= WHAT IS EXPECTED =
The following listing has lines to check for the word "Cell"; give only the number of lines that contain it.

= PROVIDED DATA =
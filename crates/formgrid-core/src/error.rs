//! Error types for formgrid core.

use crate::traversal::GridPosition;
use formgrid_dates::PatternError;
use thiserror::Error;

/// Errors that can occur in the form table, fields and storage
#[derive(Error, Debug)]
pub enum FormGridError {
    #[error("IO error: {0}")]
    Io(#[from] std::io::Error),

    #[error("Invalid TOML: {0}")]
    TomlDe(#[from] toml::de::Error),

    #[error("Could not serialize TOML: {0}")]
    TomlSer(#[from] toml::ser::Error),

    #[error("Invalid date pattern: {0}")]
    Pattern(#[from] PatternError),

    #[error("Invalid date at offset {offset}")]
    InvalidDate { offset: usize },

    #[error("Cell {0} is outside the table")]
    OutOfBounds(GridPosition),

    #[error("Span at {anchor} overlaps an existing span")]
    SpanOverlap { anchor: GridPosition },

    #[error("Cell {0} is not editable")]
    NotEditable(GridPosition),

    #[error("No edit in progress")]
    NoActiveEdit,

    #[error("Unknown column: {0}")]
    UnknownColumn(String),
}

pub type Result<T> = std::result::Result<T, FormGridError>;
...
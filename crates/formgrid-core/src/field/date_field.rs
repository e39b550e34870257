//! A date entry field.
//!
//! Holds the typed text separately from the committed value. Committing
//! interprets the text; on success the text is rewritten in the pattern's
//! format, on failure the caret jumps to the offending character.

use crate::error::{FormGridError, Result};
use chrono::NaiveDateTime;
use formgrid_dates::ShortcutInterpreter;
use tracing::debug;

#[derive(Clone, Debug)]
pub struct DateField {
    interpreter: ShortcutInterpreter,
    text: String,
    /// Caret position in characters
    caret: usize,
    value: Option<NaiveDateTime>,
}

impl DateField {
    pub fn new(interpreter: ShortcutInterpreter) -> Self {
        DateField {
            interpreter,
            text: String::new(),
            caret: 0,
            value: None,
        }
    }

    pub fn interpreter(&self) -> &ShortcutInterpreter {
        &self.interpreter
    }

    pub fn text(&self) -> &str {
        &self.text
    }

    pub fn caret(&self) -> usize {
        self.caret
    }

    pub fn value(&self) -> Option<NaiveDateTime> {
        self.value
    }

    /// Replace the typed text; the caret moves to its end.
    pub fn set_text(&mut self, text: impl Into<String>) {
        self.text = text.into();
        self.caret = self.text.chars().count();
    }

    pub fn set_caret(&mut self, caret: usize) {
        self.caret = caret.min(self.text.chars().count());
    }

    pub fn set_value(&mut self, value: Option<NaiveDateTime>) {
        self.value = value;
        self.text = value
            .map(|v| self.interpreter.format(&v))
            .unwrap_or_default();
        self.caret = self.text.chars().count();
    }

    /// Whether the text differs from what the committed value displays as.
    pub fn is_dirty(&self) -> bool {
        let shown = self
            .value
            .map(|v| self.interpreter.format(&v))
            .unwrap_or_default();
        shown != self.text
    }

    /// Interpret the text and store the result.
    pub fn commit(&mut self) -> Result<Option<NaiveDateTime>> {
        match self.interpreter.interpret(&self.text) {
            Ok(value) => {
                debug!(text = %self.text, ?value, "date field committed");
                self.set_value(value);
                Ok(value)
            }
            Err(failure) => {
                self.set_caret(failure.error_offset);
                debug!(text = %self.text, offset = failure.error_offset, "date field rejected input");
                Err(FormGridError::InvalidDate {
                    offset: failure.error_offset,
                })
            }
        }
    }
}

= EXERCISE RESULT =
2